Friday, May 15, 2009

Senator Baucus: bought and paid for?

Well, this is one possible answer to my question on why, if Senator Baucus thinks we have such a terrible health care crisis in this country, he isn't (as chair of the hearings) allowing single-payer advocates a seat at the table:
One of the Baucus 13, Kevin Zeese, recently summarized Baucus’ career campaign contributions:

“From the insurance industry: $1,170,313;
health professionals: $1,016,276;
pharmaceuticals/health-products industry: $734,605;
hospitals/nursing homes: $541,891;
health services/HMOs: $439,700.”
In other words: his campaigns have been financed by the for-profit health industry.

Interesting, wouldn't you say?

Let's just take a look at WHY single-payer reduces expenses so dramatically. Here's the United States' system as it currently stands:



Rather messy, no? Convoluted, even.

And here's Canada's single-payer system:



Much simpler. It's the complexity of the US system that breeds an expensive wastefulness, and the profit motive that creates an incentive to whittle away people's coverage and endurance through (again wasteful) quantities of paperwork, etc.

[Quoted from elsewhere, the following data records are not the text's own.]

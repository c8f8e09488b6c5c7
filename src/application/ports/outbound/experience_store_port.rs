//! Port for the external persistence collaborator
//!
//! The orchestrator hands the assembled experience off for durable
//! storage; a save failure is logged and absorbed, never surfaced to the
//! caller.

use async_trait::async_trait;

use crate::domain::value_objects::StoryExperience;

#[derive(Debug, thiserror::Error)]
pub enum ExperienceStoreError {
    #[error("persistence not configured")]
    NotConfigured,
    #[error("persistence failed: {0}")]
    Store(String),
}

#[async_trait]
pub trait ExperienceStorePort: Send + Sync {
    async fn save(&self, experience: &StoryExperience) -> Result<(), ExperienceStoreError>;
}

These graphic representations of health care systems are from Neil Davis' book, Mired in the Health Care Morass, which I published last year. Reading that book made it very very clear just why Congress' and the White House's approach on this is so wrong-headed, and doomed to failure--from a health care standpoint. It will work beautifully from an investor's profit-making standpoint, so long as you don't care that people will be dying and sickly and going broke as a result.